### EXERCISE GOAL
From the entries, copy each line that includes "bytes".

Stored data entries
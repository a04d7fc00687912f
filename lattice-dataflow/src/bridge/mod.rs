//! External Event Bridge
//!
//! Adapters between host-driven sources and the signal/action vocabulary.
//! Nothing here performs I/O or waits: timers are read through their
//! [`Countdown`] interface, external readings are pulled through [`probe`],
//! and host callbacks are wrapped with [`callback`].

mod clock;
mod timer;

use std::hash::Hash;

use crate::signal::{Capability, Signal, Source, Value, ValueId};

pub use crate::action::callback;
pub use clock::{Clock, ManualClock, MonotonicClock};
pub use timer::{ClockTimer, Countdown, Timer};

struct Probe<F> {
    read: F,
}

impl<T, F> Source<T> for Probe<F>
where
    T: Value + Hash,
    F: Fn() -> Option<T> + Send + Sync,
{
    fn capability(&self) -> Capability {
        Capability::ReadOnly
    }

    fn value_id(&self) -> ValueId {
        (self.read)().map_or(ValueId::EMPTY, |value| ValueId::of_hash(&value))
    }

    fn read(&self) -> Option<T> {
        (self.read)()
    }
}

/// A read-only signal that asks `read` for its value on every access.
///
/// The value's hash serves as its identity, so derived signals and `apply`
/// slots recompute exactly when the reading changes.
pub fn probe<T, F>(read: F) -> Signal<T>
where
    T: Value + Hash,
    F: Fn() -> Option<T> + Send + Sync + 'static,
{
    Signal::from_source(Probe { read })
}
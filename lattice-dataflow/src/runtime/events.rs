//! Event registry.
//!
//! The renderer does not hold actions directly. During a traversal it calls
//! [`Context::on_event`](super::Context::on_event) and gets back an
//! [`EventId`]; when the host observes the event it dispatches that id. The
//! registry is rebuilt on every traversal, so only handlers declared by the
//! most recent traversal can fire.

use std::fmt;

use indexmap::IndexMap;
use serde::Serialize;

use crate::action::Action;
use crate::tree::Address;

/// Handle to an event handler declared during a traversal.
///
/// Ids are structural: the same declaration in the next traversal yields an
/// equal id.
#[derive(Debug, Clone, PartialEq, Eq, Hash, Serialize)]
#[serde(transparent)]
pub struct EventId(Address);

impl EventId {
    pub fn address(&self) -> &Address {
        &self.0
    }
}

impl fmt::Display for EventId {
    fn fmt(&self, f: &mut fmt::Formatter<'_>) -> fmt::Result {
        write!(f, "event@{}", self.0)
    }
}

#[derive(Default)]
pub(crate) struct EventRegistry {
    handlers: IndexMap<EventId, Action>,
}

impl EventRegistry {
    pub(crate) fn register(&mut self, address: Address, action: Action) -> EventId {
        let id = EventId(address);
        self.handlers.insert(id.clone(), action);
        id
    }

    pub(crate) fn get(&self, id: &EventId) -> Option<&Action> {
        self.handlers.get(id)
    }

    pub(crate) fn ids(&self) -> impl Iterator<Item = &EventId> {
        self.handlers.keys()
    }

    pub(crate) fn len(&self) -> usize {
        self.handlers.len()
    }

    pub(crate) fn clear(&mut self) {
        self.handlers.clear();
    }
}
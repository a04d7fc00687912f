//! Signals
//!
//! This module implements the value side of the runtime: signal handles,
//! the derived-signal evaluator, and duplex views.
//!
//! # Concepts
//!
//! ## Signals
//!
//! A [`Signal`] is a handle onto a value that may be missing. Signals are
//! cheap to clone and are rebuilt on every traversal; persistent data lives in
//! state cells owned by the store.
//!
//! ## Derived Signals
//!
//! [`lazy_apply`] and the fluent operators ([`Signal::plus`],
//! [`Signal::less_than`], ...) build read-only signals from functions of other
//! signals. They evaluate on first read, skip the function when an input is
//! empty, and memoize on the identities of their inputs.
//!
//! ## Views
//!
//! [`Signal::bimap`] and [`scale`] present a signal through a reversible
//! conversion. Writes to the view are converted back and stored in the
//! backing signal.

mod handle;
mod derived;
mod id;
mod ops;
mod view;

pub use handle::{empty, hashed_value, sink, value, Capability, Signal, Source, Value};
pub use derived::{lazy_apply, lazy_apply2, lazy_apply3, MemoState};
pub use id::ValueId;
pub use ops::conditional;
pub use view::{scale, ScaleFactor};
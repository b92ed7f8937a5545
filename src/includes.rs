//! Quoted include extraction.
//!
//! Sources are inspected line by line for `#include "..."` directives. Only
//! quoted includes are considered; angle-bracket includes name library
//! headers and are never resolved. Extraction is purely textual: targets are
//! not checked for existence and repeated includes are kept.

use crate::paths;
use camino::{Utf8Path, Utf8PathBuf};
use std::io;

/// Token that marks an include directive.
pub const INCLUDE_MARKER: &str = "#include";
const QUOTE: char = '"';

/// Rules for deciding whether a line declares a quoted include.
#[derive(Debug, Clone, Copy, Default, PartialEq, Eq)]
pub enum IncludePolicy {
    /// Any line containing the marker and a double quote anywhere counts.
    ///
    /// The argument is the text between the first quote and the next one (or
    /// the end of the line). This mirrors scripts produced by earlier
    /// generators and may pick up quotes from trailing comments.
    #[default]
    Permissive,
    /// Only lines whose first token is the directive followed directly by a
    /// double-quoted argument count.
    Strict,
}

/// Read access to source text, keyed by root-relative path.
pub trait SourceReader {
    /// Return the full text of the source at `path`.
    ///
    /// # Errors
    ///
    /// Returns an [`io::Error`] when the source cannot be read.
    fn read_source(&self, path: &Utf8Path) -> io::Result<String>;
}

impl SourceReader for cap_std::fs_utf8::Dir {
    fn read_source(&self, path: &Utf8Path) -> io::Result<String> {
        // Headers in the wild are not always UTF-8; includes are ASCII.
        let bytes = self.read(path)?;
        Ok(String::from_utf8_lossy(&bytes).into_owned())
    }
}

/// Extract the quoted includes of `text`, resolved against `source_dir`.
///
/// `source_dir` is the root-relative directory of the declaring source. The
/// result keeps the order in which includes appear.
///
/// # Examples
///
/// ```
/// use mkgen::includes::{IncludePolicy, extract};
/// use camino::Utf8Path;
///
/// let text = "#include <vector>\n#include \"util.h\"\n";
/// let deps = extract(text, Utf8Path::new("lib"), IncludePolicy::Permissive);
/// assert_eq!(deps, vec![camino::Utf8PathBuf::from("lib/util.h")]);
/// ```
#[must_use]
pub fn extract(text: &str, source_dir: &Utf8Path, policy: IncludePolicy) -> Vec<Utf8PathBuf> {
    text.lines()
        .filter_map(|line| match policy {
            IncludePolicy::Permissive => permissive_argument(line),
            IncludePolicy::Strict => strict_argument(line),
        })
        .filter(|argument| !argument.is_empty())
        .map(|argument| paths::join_relative(source_dir, argument))
        .collect()
}

fn permissive_argument(line: &str) -> Option<&str> {
    if !line.contains(INCLUDE_MARKER) {
        return None;
    }
    let (_, rest) = line.split_once(QUOTE)?;
    Some(rest.split_once(QUOTE).map_or(rest, |(argument, _)| argument).trim())
}

fn strict_argument(line: &str) -> Option<&str> {
    let directive = line.trim_start().strip_prefix('#')?.trim_start();
    let rest = directive.strip_prefix("include")?.trim_start();
    let (argument, _) = rest.strip_prefix(QUOTE)?.split_once(QUOTE)?;
    Some(argument)
}
//! Build graph assembly tests.

use camino::{Utf8Path, Utf8PathBuf};
use mkgen::config::BuildConfig;
use mkgen::includes::SourceReader;
use mkgen::ir::{BuildGraph, GraphError, SourceFile};
use rstest::{fixture, rstest};
use std::collections::HashMap;
use std::io;

/// Sources held in memory, keyed by root-relative path.
struct MemoryTree(HashMap<Utf8PathBuf, String>);

impl MemoryTree {
    fn new(files: &[(&str, &str)]) -> Self {
        Self(
            files
                .iter()
                .map(|(path, text)| (Utf8PathBuf::from(*path), (*text).to_owned()))
                .collect(),
        )
    }

    fn sources(paths: &[&str]) -> Vec<SourceFile> {
        paths.iter().map(|p| SourceFile::from_relative(*p)).collect()
    }
}

impl SourceReader for MemoryTree {
    fn read_source(&self, path: &Utf8Path) -> io::Result<String> {
        self.0
            .get(path)
            .cloned()
            .ok_or_else(|| io::Error::new(io::ErrorKind::NotFound, path.to_string()))
    }
}

#[fixture]
fn config() -> BuildConfig {
    BuildConfig::default()
}

fn objects(graph: &BuildGraph) -> Vec<&str> {
    graph.objects.iter().map(|t| t.object.as_str()).collect()
}

#[rstest]
fn one_object_per_source_in_discovery_order(config: BuildConfig) {
    let tree = MemoryTree::new(&[("z.cpp", ""), ("a.cpp", ""), ("lib/m.cpp", "")]);
    let sources = MemoryTree::sources(&["z.cpp", "a.cpp", "lib/m.cpp"]);
    let graph = BuildGraph::assemble(&sources, &tree, &config).expect("assemble");

    assert_eq!(objects(&graph), ["z.o", "a.o", "lib/m.o"]);
    for (target, source) in graph.objects.iter().zip(&sources) {
        assert_eq!(&target.source, source);
    }
}

#[rstest]
fn sources_without_includes_have_no_dependencies(config: BuildConfig) {
    let tree = MemoryTree::new(&[("a.cpp", "#include <vector>\nint a;\n")]);
    let graph = BuildGraph::assemble(&MemoryTree::sources(&["a.cpp"]), &tree, &config)
        .expect("assemble");
    let target = graph.objects.first().expect("one object");
    assert!(target.dependencies.is_empty());
    let prereqs: Vec<_> = target.prerequisites().collect();
    assert_eq!(prereqs, [Utf8Path::new("a.cpp")]);
}

#[rstest]
fn includes_resolve_relative_to_the_source_directory(config: BuildConfig) {
    let tree = MemoryTree::new(&[
        ("lib/main.cpp", "#include \"util.h\"\n"),
        ("main.cpp", "#include \"lib/util.h\"\n"),
    ]);
    let sources = MemoryTree::sources(&["lib/main.cpp", "main.cpp"]);
    let graph = BuildGraph::assemble(&sources, &tree, &config).expect("assemble");

    let deps: Vec<Vec<&str>> = graph
        .objects
        .iter()
        .map(|t| t.dependencies.iter().map(|p| p.as_str()).collect())
        .collect();
    assert_eq!(deps, [vec!["lib/util.h"], vec!["lib/util.h"]]);
}

#[rstest]
fn aggregate_lists_objects_without_binary(config: BuildConfig) {
    let tree = MemoryTree::new(&[("a.cpp", ""), ("b.cpp", "")]);
    let graph = BuildGraph::assemble(&MemoryTree::sources(&["a.cpp", "b.cpp"]), &tree, &config)
        .expect("assemble");
    assert!(graph.binary.is_none());
    assert_eq!(graph.aggregate(), ["a.o", "b.o"]);
    assert_eq!(graph.clean.removes, ["a.o", "b.o"]);
}

#[rstest]
fn aggregate_depends_only_on_binary_when_named() {
    let config = BuildConfig {
        output: Some("app".into()),
        ..BuildConfig::default()
    };
    let tree = MemoryTree::new(&[("a.cpp", ""), ("b.cpp", "")]);
    let graph = BuildGraph::assemble(&MemoryTree::sources(&["a.cpp", "b.cpp"]), &tree, &config)
        .expect("assemble");

    assert_eq!(graph.aggregate(), ["app"]);
    let binary = graph.binary.as_ref().expect("binary target");
    let linked: Vec<&str> = binary.objects.iter().map(|p| p.as_str()).collect();
    assert_eq!(linked, ["a.o", "b.o"]);
    assert_eq!(graph.clean.removes, ["a.o", "b.o", "app"]);
}

#[rstest]
fn unreadable_source_aborts_assembly(config: BuildConfig) {
    let tree = MemoryTree::new(&[("a.cpp", ""), ("c.cpp", "")]);
    let sources = MemoryTree::sources(&["a.cpp", "b.cpp", "c.cpp"]);
    let err = BuildGraph::assemble(&sources, &tree, &config).expect_err("missing source");
    match err {
        GraphError::ReadSource { path, source } => {
            assert_eq!(path, "b.cpp");
            assert_eq!(source.kind(), io::ErrorKind::NotFound);
        }
        other => panic!("unexpected error: {other}"),
    }
}

#[rstest]
fn colliding_objects_are_rejected() {
    let config = BuildConfig {
        source_extensions: vec!["cpp".into(), "cc".into()],
        ..BuildConfig::default()
    };
    let tree = MemoryTree::new(&[("a.cpp", ""), ("a.cc", "")]);
    let err = BuildGraph::assemble(&MemoryTree::sources(&["a.cc", "a.cpp"]), &tree, &config)
        .expect_err("collision");
    assert!(
        matches!(err, GraphError::DuplicateObject { ref object, .. } if object == "a.o"),
        "unexpected error: {err}"
    );
}

#[rstest]
fn no_emitted_path_starts_with_a_separator(config: BuildConfig) {
    let tree = MemoryTree::new(&[
        ("main.cpp", "#include \"/abs.h\"\n#include \"./here.h\"\n"),
        ("lib/x.cpp", "#include \"/y.h\"\n"),
    ]);
    let sources = vec![
        SourceFile::from_relative("/main.cpp"),
        SourceFile::from_relative("lib/x.cpp"),
    ];
    let graph = BuildGraph::assemble(&sources, &tree, &config).expect("assemble");
    for target in &graph.objects {
        assert!(!target.object.as_str().starts_with('/'));
        for prereq in target.prerequisites() {
            assert!(!prereq.as_str().starts_with('/'), "leading separator in {prereq}");
        }
    }
}

#[rstest]
fn object_overwriting_its_source_is_rejected() {
    let config = BuildConfig {
        object_extension: "cpp".into(),
        ..BuildConfig::default()
    };
    let tree = MemoryTree::new(&[("main.cpp", "")]);
    let err = BuildGraph::assemble(&MemoryTree::sources(&["main.cpp"]), &tree, &config)
        .expect_err("object equals source");
    assert!(
        matches!(err, GraphError::ObjectIsSource { ref object, .. } if object == "main.cpp"),
        "unexpected error: {err}"
    );
}

#[rstest]
fn object_overwriting_another_source_is_rejected() {
    let config = BuildConfig {
        source_extensions: vec!["cpp".into(), "cc".into()],
        object_extension: "cc".into(),
        ..BuildConfig::default()
    };
    let tree = MemoryTree::new(&[("a.cc", ""), ("a.cpp", "")]);
    let err = BuildGraph::assemble(&MemoryTree::sources(&["a.cpp", "a.cc"]), &tree, &config)
        .expect_err("object equals another source");
    assert!(
        matches!(
            err,
            GraphError::ObjectIsSource { ref object, ref source_file }
                if object == "a.cc" && source_file == "a.cpp"
        ),
        "unexpected error: {err}"
    );
}

#[rstest]
#[case("main.o", "main.o")]
#[case("./main.o", "main.o")]
#[case("main.cpp", "main.cpp")]
#[case("lib/util.cpp", "lib/util.cpp")]
fn binary_clashing_with_tree_paths_is_rejected(#[case] name: &str, #[case] clash: &str) {
    let config = BuildConfig {
        output: Some(name.into()),
        ..BuildConfig::default()
    };
    let tree = MemoryTree::new(&[("main.cpp", ""), ("lib/util.cpp", "")]);
    let sources = MemoryTree::sources(&["main.cpp", "lib/util.cpp"]);
    let err = BuildGraph::assemble(&sources, &tree, &config).expect_err("binary collision");
    assert!(
        matches!(err, GraphError::BinaryCollision { ref path, .. } if path == clash),
        "unexpected error: {err}"
    );
}

#[rstest]
fn binary_named_like_a_directory_entry_elsewhere_is_accepted() {
    let config = BuildConfig {
        output: Some("util".into()),
        ..BuildConfig::default()
    };
    let tree = MemoryTree::new(&[("lib/util.cpp", "")]);
    let graph = BuildGraph::assemble(&MemoryTree::sources(&["lib/util.cpp"]), &tree, &config)
        .expect("assemble");
    assert_eq!(graph.aggregate(), ["util"]);
}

### EXERCISE OUTPUT
        let bytes = self.read(path)?;
        Ok(String::from_utf8_lossy(&bytes).into_owned())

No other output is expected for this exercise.